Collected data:
☆ ☆ ☆ ☆

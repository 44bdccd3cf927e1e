use super::fee::{calculate_griefing_penalty, FeePolicy};
use super::path::{NodeHeap, NodeHeapElement};
use super::types::{ChannelId, NodeId};
use serde::{Deserialize, Serialize};
use std::collections::{BTreeMap, HashMap, HashSet};
use thiserror::Error;
use tracing::{debug, info, trace};

#[derive(Error, Debug, Clone, PartialEq, Eq)]
pub enum PathFindError {
    #[error("Graph error: {0}")]
    Amount(String),
    #[error("PathFind error: {0}")]
    PathFind(String),
    #[error("Overflow error: {0}")]
    Overflow(String),
    #[error("Unknown node: {0}")]
    UnknownNode(NodeId),
}

/// An open channel as the router sees it: what each side can currently pledge.
#[derive(Copy, Clone, Debug, PartialEq, Eq)]
pub struct ChannelEdge {
    pub channel_id: ChannelId,
    pub node1: NodeId,
    pub node2: NodeId,
    pub node1_transferable: u128,
    pub node2_transferable: u128,
}

impl ChannelEdge {
    /// The edge seen from `to`: `(from, capacity from -> to, capacity to -> from)`.
    fn inbound_to(&self, to: NodeId) -> Option<(NodeId, u128, u128)> {
        if to == self.node2 {
            Some((self.node1, self.node1_transferable, self.node2_transferable))
        } else if to == self.node1 {
            Some((self.node2, self.node2_transferable, self.node1_transferable))
        } else {
            None
        }
    }
}

/// A router hop of a payment, a route is an array of RouterHop. The hop's `target`
/// receives `amount_received` over `channel_id` and locks `penalty` against it.
#[derive(Clone, Debug, Eq, PartialEq, Serialize, Deserialize)]
pub struct RouterHop {
    pub target: NodeId,
    pub channel_id: ChannelId,
    pub amount_received: u128,
    pub penalty: u128,
}

/// A snapshot of nodes, their fee policies and the open channels between them.
#[derive(Clone, Debug, Default)]
pub struct NetworkGraph {
    nodes: BTreeMap<NodeId, FeePolicy>,
    channels: BTreeMap<ChannelId, ChannelEdge>,
    blocks_per_hop: u64,
}

impl NetworkGraph {
    pub fn new(blocks_per_hop: u64) -> Self {
        Self {
            nodes: BTreeMap::new(),
            channels: BTreeMap::new(),
            blocks_per_hop,
        }
    }

    pub fn add_node(&mut self, node: NodeId, fee_policy: FeePolicy) {
        self.nodes.insert(node, fee_policy);
    }

    pub fn add_channel(&mut self, edge: ChannelEdge) {
        self.channels.insert(edge.channel_id, edge);
    }

    pub fn nodes(&self) -> impl Iterator<Item = &NodeId> {
        self.nodes.keys()
    }

    pub fn channels(&self) -> impl Iterator<Item = &ChannelEdge> {
        self.channels.values()
    }

    fn get_node_inbounds(
        &self,
        node: NodeId,
    ) -> impl Iterator<Item = (NodeId, ChannelId, u128, u128)> + '_ {
        self.channels.values().filter_map(move |edge| {
            edge.inbound_to(node)
                .map(|(from, capacity, reverse)| (from, edge.channel_id, capacity, reverse))
        })
    }

    /// Finds the cheapest route from `source` to `target` able to carry `amount`.
    ///
    /// The search runs from the target back to the source, as the amount crossing an
    /// edge depends on the fees charged after it. An edge is usable when its sender can
    /// pledge the amount crossing it once per contract built on it (`passes`), and, with
    /// a penalty rate, when its receiver can cover the penalties of every hop from it
    /// to the target.
    pub fn find_path(
        &self,
        source: NodeId,
        target: NodeId,
        amount: u128,
        penalty_rate_millionths: u128,
        passes: usize,
    ) -> Result<Vec<RouterHop>, PathFindError> {
        if amount == 0 {
            return Err(PathFindError::Amount(
                "amount must be greater than 0".to_string(),
            ));
        }
        if source == target {
            return Err(PathFindError::PathFind(
                "source and target are the same node".to_string(),
            ));
        }
        if passes == 0 {
            return Err(PathFindError::PathFind(
                "a route must carry at least one contract per hop".to_string(),
            ));
        }
        for node in [source, target] {
            if !self.nodes.contains_key(&node) {
                return Err(PathFindError::UnknownNode(node));
            }
        }

        let mut nodes_heap = NodeHeap::new(self.nodes.len());
        let mut distances = HashMap::<NodeId, NodeHeapElement>::new();
        let mut visited = HashSet::<NodeId>::new();
        let mut edges_expanded = 0;

        let target_element = NodeHeapElement {
            node_id: target,
            distance: 0,
            hops: 0,
            amount_received: amount,
            penalty: 0,
            penalty_exposure: 0,
            next_hop: None,
        };
        distances.insert(target, target_element.clone());
        nodes_heap.push_or_fix(target_element);

        while let Some(cur_hop) = nodes_heap.pop() {
            if !visited.insert(cur_hop.node_id) {
                continue;
            }
            if cur_hop.node_id == source {
                break;
            }

            for (from, channel_id, capacity, reverse_capacity) in
                self.get_node_inbounds(cur_hop.node_id)
            {
                if visited.contains(&from) || from == target {
                    continue;
                }
                edges_expanded += 1;

                let amount_crossing = cur_hop.amount_received;
                let amount_locked = amount_crossing
                    .checked_mul(passes as u128)
                    .ok_or_else(|| {
                        PathFindError::Overflow(format!(
                            "amount {} locked {} times",
                            amount_crossing, passes
                        ))
                    })?;
                if capacity < amount_locked {
                    trace!(
                        "Skipping {} from {}: capacity {} < locked amount {}",
                        channel_id,
                        from,
                        capacity,
                        amount_locked
                    );
                    continue;
                }

                let hops = cur_hop.hops + 1;
                let penalty = calculate_griefing_penalty(
                    amount_crossing,
                    penalty_rate_millionths,
                    self.blocks_per_hop,
                    hops,
                )
                .ok_or_else(|| {
                    PathFindError::Overflow(format!(
                        "griefing penalty of amount {} over {} hops",
                        amount_crossing, hops
                    ))
                })?;
                // stalling everything downstream costs the penalties of all those hops
                let penalty_exposure = cur_hop
                    .penalty_exposure
                    .checked_add(penalty)
                    .ok_or_else(|| {
                        PathFindError::Overflow(format!(
                            "penalty exposure {} + {}",
                            cur_hop.penalty_exposure, penalty
                        ))
                    })?;
                if penalty_exposure > reverse_capacity {
                    trace!(
                        "Skipping {} from {}: {} cannot cover penalty exposure {}",
                        channel_id,
                        from,
                        cur_hop.node_id,
                        penalty_exposure
                    );
                    continue;
                }

                let fee = if from == source {
                    0
                } else {
                    self.nodes
                        .get(&from)
                        .copied()
                        .unwrap_or_default()
                        .forward_fee(amount_crossing)
                        .map_err(PathFindError::Overflow)?
                };
                let amount_received = amount_crossing.checked_add(fee).ok_or_else(|| {
                    PathFindError::Overflow(format!("amount {} + fee {}", amount_crossing, fee))
                })?;
                let distance = cur_hop.distance + fee;

                let improves = match distances.get(&from) {
                    Some(existing) => (distance, hops) < (existing.distance, existing.hops),
                    None => true,
                };
                if improves {
                    let element = NodeHeapElement {
                        node_id: from,
                        distance,
                        hops,
                        amount_received,
                        penalty,
                        penalty_exposure,
                        next_hop: Some((cur_hop.node_id, channel_id)),
                    };
                    distances.insert(from, element.clone());
                    nodes_heap.push_or_fix(element);
                }
            }
        }

        let mut result = vec![];
        let mut current = source;
        while current != target {
            let Some(elem) = distances.get(&current) else {
                break;
            };
            let Some((next, channel_id)) = elem.next_hop else {
                break;
            };
            let amount_received = match distances.get(&next) {
                Some(next_elem) => next_elem.amount_received,
                None => break,
            };
            result.push(RouterHop {
                target: next,
                channel_id,
                amount_received,
                penalty: elem.penalty,
            });
            current = next;
        }

        if result.is_empty() || current != target {
            debug!(
                "No path from {} to {} for amount {}, edges expanded: {}",
                source, target, amount, edges_expanded
            );
            return Err(PathFindError::PathFind("no path found".to_string()));
        }

        info!(
            "find_path from {} to {}: nodes visited: {}, edges expanded: {}, fee: {}",
            source,
            target,
            visited.len(),
            edges_expanded,
            distances.get(&source).map(|e| e.distance).unwrap_or(0)
        );
        Ok(result)
    }
}
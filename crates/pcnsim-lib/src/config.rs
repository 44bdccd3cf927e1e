use crate::pcn::{FeePolicy, HashAlgorithm};
use crate::Result;
use serde::{Deserialize, Serialize};
use std::{fs::File, io::BufReader, path::Path};
use tracing::debug;

/// The default close fee, 10% of every settled balance.
pub const DEFAULT_CLOSE_FEE_RATE_MILLIONTHS: u64 = 100_000;
/// Blocks a node gets to react to its downstream outcome before its own contract expires.
pub const DEFAULT_BLOCKS_PER_HOP: u64 = 1;
/// Blocks from route construction until the contract of the last hop expires.
pub const DEFAULT_FINAL_EXPIRY_DELTA: u64 = 10;
pub const DEFAULT_DISPUTE_WINDOW: u64 = 6;
pub const DEFAULT_BASE_FEE: u64 = 1;
pub const DEFAULT_INITIAL_LEDGER_BALANCE: u64 = 1_000;

/// Parameters of one simulation run. Every field is optional in YAML.
#[derive(Clone, Debug, PartialEq, Eq, Serialize, Deserialize)]
#[serde(default)]
pub struct SimulationConfig {
    pub close_fee_rate_millionths: u64,
    pub blocks_per_hop: u64,
    pub final_expiry_delta: u64,
    pub dispute_window: u64,
    pub default_base_fee: u64,
    pub default_fee_proportional_millionths: u64,
    /// Zero disables griefing penalties.
    pub penalty_rate_millionths: u64,
    pub hash_algorithm: HashAlgorithm,
    pub initial_ledger_balance: u64,
}

impl Default for SimulationConfig {
    fn default() -> Self {
        Self {
            close_fee_rate_millionths: DEFAULT_CLOSE_FEE_RATE_MILLIONTHS,
            blocks_per_hop: DEFAULT_BLOCKS_PER_HOP,
            final_expiry_delta: DEFAULT_FINAL_EXPIRY_DELTA,
            dispute_window: DEFAULT_DISPUTE_WINDOW,
            default_base_fee: DEFAULT_BASE_FEE,
            default_fee_proportional_millionths: 0,
            penalty_rate_millionths: 0,
            hash_algorithm: HashAlgorithm::default(),
            initial_ledger_balance: DEFAULT_INITIAL_LEDGER_BALANCE,
        }
    }
}

impl SimulationConfig {
    pub fn load<P: AsRef<Path>>(path: P) -> Result<Self> {
        let path = path.as_ref();
        let file = File::open(path)?;
        let config: Self = serde_yaml::from_reader(BufReader::new(file))?;
        debug!("Loaded simulation config from {:?}: {:?}", path, config);
        Ok(config)
    }

    pub fn from_yaml_str(yaml: &str) -> Result<Self> {
        Ok(serde_yaml::from_str(yaml)?)
    }

    pub fn default_fee_policy(&self) -> FeePolicy {
        FeePolicy::new(
            u128::from(self.default_base_fee),
            u128::from(self.default_fee_proportional_millionths),
        )
    }

    pub fn close_fee_rate(&self) -> u128 {
        u128::from(self.close_fee_rate_millionths)
    }

    pub fn penalty_rate(&self) -> u128 {
        u128::from(self.penalty_rate_millionths)
    }

    pub fn initial_balance(&self) -> u128 {
        u128::from(self.initial_ledger_balance)
    }
}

☆ ☆ ☆ ☆

> _Your instructions_
Could you say how many lines of the entries contain the string "distances"? Only the number should be given.

> _Task response_
7